Your instructions: Among the lines below, keep only those from the one containing "pub enum HardwareError" through the one containing "impl core::fmt::Display for HardwareError", and reproduce them exactly.

Start of Material provided

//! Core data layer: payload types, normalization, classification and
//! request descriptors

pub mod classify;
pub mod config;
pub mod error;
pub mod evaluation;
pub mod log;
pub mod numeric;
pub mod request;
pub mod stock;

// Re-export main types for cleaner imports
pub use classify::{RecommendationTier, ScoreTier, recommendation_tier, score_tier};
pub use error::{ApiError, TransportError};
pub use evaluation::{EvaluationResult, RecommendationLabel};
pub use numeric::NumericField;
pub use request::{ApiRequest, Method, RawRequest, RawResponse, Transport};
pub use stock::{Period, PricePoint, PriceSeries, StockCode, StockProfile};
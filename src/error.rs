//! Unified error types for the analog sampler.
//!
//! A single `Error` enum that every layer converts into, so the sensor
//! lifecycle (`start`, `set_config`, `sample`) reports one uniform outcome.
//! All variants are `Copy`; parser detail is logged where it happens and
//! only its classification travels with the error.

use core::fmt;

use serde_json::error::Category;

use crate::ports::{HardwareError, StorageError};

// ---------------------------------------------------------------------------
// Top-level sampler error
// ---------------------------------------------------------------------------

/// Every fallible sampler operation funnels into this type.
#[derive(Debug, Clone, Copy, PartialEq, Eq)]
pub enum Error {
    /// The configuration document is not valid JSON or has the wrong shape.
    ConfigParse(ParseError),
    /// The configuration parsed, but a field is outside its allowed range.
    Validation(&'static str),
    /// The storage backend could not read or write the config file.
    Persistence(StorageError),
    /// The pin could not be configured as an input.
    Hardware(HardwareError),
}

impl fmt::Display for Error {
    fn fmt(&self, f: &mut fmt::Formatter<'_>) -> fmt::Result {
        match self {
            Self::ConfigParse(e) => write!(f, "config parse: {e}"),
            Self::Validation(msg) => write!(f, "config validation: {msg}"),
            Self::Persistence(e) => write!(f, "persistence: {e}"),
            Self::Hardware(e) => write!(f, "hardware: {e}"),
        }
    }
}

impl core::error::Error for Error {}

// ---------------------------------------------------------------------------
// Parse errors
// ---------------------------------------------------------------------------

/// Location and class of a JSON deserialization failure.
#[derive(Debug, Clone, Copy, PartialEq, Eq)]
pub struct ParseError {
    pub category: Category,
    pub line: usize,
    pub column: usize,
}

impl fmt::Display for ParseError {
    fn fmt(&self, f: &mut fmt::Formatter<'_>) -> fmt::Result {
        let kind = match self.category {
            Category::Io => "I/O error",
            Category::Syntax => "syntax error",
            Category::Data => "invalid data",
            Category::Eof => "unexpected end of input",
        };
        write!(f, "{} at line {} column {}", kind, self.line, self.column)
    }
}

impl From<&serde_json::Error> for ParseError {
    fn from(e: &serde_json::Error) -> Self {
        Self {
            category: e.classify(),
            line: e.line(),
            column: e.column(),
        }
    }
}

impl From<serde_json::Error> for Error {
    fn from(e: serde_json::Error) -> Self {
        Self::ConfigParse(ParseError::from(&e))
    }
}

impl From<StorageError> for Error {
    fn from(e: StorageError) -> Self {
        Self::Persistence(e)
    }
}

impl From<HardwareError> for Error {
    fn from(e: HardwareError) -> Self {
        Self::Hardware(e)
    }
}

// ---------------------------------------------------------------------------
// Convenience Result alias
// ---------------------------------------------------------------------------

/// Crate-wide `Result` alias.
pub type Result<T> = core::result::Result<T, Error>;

End of Material provided
Start of Material provided

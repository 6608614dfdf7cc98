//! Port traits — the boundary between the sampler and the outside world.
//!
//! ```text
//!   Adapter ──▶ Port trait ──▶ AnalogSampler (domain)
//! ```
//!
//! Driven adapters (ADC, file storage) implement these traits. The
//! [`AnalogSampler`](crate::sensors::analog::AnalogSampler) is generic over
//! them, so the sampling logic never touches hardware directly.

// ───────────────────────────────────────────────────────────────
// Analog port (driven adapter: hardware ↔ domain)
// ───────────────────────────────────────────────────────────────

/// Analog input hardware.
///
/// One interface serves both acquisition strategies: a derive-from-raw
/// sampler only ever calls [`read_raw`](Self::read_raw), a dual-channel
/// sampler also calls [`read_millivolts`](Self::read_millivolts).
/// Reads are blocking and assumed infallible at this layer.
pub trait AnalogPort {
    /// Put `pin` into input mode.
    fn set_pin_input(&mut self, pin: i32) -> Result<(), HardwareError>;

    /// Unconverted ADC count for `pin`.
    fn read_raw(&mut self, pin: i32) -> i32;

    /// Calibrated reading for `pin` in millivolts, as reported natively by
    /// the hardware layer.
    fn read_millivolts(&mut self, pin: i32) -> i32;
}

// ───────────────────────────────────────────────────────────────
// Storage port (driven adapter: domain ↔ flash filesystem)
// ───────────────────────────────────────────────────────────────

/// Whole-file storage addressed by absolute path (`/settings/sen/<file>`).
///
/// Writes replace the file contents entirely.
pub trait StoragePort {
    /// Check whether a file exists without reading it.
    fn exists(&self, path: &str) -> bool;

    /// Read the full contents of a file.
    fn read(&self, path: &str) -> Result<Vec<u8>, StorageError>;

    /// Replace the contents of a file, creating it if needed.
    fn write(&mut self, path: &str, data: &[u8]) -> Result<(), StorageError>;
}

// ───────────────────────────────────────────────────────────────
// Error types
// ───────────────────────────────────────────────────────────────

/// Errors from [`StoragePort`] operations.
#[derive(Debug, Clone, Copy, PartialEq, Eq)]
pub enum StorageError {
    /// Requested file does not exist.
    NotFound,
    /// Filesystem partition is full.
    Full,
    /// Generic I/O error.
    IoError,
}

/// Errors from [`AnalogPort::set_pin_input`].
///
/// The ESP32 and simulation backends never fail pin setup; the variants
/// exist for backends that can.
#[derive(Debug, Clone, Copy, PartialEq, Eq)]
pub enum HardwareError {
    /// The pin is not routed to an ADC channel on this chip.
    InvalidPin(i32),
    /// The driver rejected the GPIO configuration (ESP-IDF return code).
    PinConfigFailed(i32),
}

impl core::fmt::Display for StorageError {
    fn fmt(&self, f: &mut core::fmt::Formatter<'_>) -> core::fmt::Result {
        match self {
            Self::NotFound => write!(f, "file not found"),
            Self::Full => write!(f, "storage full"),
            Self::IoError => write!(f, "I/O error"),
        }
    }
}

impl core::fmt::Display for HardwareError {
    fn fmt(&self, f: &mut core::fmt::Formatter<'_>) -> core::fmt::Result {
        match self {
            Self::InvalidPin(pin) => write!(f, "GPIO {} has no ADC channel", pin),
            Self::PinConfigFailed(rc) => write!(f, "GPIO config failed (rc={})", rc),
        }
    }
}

End of Material provided
Start of Material provided

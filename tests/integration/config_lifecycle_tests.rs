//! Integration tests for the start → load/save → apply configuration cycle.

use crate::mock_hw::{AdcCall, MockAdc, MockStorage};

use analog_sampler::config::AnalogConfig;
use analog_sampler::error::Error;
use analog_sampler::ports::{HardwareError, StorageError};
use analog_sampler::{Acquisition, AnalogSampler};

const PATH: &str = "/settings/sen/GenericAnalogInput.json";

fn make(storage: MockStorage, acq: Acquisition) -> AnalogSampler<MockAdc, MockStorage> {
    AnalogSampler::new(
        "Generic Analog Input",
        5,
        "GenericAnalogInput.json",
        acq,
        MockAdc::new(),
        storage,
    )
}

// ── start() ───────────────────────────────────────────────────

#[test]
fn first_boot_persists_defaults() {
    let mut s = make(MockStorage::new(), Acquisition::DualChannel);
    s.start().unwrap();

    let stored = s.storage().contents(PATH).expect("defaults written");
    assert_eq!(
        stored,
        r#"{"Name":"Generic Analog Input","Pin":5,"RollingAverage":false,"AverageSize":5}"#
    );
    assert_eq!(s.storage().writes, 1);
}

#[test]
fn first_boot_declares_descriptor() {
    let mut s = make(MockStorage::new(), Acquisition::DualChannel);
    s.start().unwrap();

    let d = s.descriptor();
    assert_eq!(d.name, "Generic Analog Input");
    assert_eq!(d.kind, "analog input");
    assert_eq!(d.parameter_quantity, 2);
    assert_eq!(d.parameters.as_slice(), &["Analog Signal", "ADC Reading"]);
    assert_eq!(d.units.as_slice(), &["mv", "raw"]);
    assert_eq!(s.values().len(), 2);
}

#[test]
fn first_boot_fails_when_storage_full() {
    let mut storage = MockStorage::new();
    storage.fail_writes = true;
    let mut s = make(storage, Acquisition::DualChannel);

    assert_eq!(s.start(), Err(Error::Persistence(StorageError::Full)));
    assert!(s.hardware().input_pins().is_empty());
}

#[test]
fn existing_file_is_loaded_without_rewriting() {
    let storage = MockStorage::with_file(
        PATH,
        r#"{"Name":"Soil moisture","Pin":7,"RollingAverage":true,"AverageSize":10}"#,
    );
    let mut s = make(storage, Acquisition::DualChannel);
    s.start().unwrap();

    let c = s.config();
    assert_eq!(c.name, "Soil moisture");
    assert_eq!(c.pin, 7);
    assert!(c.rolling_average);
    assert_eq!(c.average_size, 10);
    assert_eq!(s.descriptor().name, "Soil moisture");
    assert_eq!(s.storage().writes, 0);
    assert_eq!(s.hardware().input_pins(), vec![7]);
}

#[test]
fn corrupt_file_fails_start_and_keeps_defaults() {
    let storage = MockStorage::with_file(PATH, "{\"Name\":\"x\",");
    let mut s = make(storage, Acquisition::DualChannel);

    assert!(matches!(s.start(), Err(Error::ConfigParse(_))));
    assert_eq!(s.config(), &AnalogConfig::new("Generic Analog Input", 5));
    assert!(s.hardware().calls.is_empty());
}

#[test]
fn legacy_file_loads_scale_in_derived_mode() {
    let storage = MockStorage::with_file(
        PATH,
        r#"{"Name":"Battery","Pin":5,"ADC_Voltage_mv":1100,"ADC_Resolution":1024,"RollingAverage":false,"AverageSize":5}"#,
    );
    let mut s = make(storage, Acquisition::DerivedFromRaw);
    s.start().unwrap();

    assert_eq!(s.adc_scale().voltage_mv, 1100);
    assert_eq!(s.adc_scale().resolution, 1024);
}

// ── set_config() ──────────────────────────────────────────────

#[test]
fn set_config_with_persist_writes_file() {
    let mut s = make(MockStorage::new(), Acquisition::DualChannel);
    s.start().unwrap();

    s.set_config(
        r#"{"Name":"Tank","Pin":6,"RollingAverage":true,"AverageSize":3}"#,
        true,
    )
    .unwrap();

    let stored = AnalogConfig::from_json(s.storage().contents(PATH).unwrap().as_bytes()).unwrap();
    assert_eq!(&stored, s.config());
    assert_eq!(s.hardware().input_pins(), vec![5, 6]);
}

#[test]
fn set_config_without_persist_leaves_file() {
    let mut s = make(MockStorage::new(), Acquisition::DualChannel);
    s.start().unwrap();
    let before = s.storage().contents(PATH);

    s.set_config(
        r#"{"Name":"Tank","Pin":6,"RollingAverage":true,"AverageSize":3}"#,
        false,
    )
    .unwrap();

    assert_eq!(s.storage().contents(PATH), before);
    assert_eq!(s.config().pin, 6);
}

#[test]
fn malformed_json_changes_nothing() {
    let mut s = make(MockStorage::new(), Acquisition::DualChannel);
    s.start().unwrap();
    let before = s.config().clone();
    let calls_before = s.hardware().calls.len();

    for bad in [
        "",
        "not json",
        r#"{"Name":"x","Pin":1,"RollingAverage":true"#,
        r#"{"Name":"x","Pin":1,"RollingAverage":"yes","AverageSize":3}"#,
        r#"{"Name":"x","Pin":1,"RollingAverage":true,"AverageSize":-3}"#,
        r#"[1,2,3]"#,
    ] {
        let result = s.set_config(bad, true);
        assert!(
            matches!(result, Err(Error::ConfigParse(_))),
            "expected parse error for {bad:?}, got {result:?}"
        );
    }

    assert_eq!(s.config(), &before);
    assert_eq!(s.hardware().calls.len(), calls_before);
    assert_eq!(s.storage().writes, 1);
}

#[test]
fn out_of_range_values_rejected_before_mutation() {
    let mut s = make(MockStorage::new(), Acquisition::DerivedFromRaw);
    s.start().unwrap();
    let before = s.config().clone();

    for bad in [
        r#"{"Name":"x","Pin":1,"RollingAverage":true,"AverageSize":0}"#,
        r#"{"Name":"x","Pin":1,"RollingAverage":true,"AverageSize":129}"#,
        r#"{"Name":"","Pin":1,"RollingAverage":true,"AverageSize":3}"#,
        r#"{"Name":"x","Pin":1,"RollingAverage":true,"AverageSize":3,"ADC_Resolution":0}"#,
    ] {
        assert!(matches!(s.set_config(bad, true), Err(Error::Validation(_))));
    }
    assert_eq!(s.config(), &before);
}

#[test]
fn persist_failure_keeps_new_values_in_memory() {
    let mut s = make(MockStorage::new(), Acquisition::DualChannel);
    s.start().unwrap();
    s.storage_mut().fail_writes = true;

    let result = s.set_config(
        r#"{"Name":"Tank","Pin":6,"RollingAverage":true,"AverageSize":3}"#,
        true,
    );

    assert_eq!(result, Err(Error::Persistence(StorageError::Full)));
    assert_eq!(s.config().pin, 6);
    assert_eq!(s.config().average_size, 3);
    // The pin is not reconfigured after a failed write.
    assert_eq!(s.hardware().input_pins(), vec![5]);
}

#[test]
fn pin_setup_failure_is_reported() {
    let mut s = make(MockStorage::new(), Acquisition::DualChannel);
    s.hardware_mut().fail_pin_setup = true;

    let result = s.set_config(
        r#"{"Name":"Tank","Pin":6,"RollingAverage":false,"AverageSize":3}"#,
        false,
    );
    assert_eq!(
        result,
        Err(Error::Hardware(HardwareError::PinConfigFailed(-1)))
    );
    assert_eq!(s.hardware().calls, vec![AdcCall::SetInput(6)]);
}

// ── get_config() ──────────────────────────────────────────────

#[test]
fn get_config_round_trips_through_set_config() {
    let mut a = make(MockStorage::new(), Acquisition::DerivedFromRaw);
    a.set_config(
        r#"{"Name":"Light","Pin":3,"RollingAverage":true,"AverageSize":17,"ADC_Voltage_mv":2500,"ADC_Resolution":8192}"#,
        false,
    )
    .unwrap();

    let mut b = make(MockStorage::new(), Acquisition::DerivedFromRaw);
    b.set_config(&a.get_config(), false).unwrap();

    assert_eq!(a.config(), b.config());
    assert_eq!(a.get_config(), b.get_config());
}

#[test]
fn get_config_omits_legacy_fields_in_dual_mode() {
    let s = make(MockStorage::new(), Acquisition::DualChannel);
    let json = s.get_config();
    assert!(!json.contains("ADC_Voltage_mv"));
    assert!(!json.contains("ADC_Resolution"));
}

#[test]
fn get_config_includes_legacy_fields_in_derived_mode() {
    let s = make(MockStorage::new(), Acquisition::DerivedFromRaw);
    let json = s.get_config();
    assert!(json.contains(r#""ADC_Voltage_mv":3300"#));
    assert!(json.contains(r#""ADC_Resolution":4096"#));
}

End of Material provided

Answer section:
pub enum HardwareError {
    /// The pin is not routed to an ADC channel on this chip.
    InvalidPin(i32),
    /// The driver rejected the GPIO configuration (ESP-IDF return code).
    PinConfigFailed(i32),
}

impl core::fmt::Display for StorageError {
    fn fmt(&self, f: &mut core::fmt::Formatter<'_>) -> core::fmt::Result {
        match self {
            Self::NotFound => write!(f, "file not found"),
            Self::Full => write!(f, "storage full"),
            Self::IoError => write!(f, "I/O error"),
        }
    }
}

impl core::fmt::Display for HardwareError {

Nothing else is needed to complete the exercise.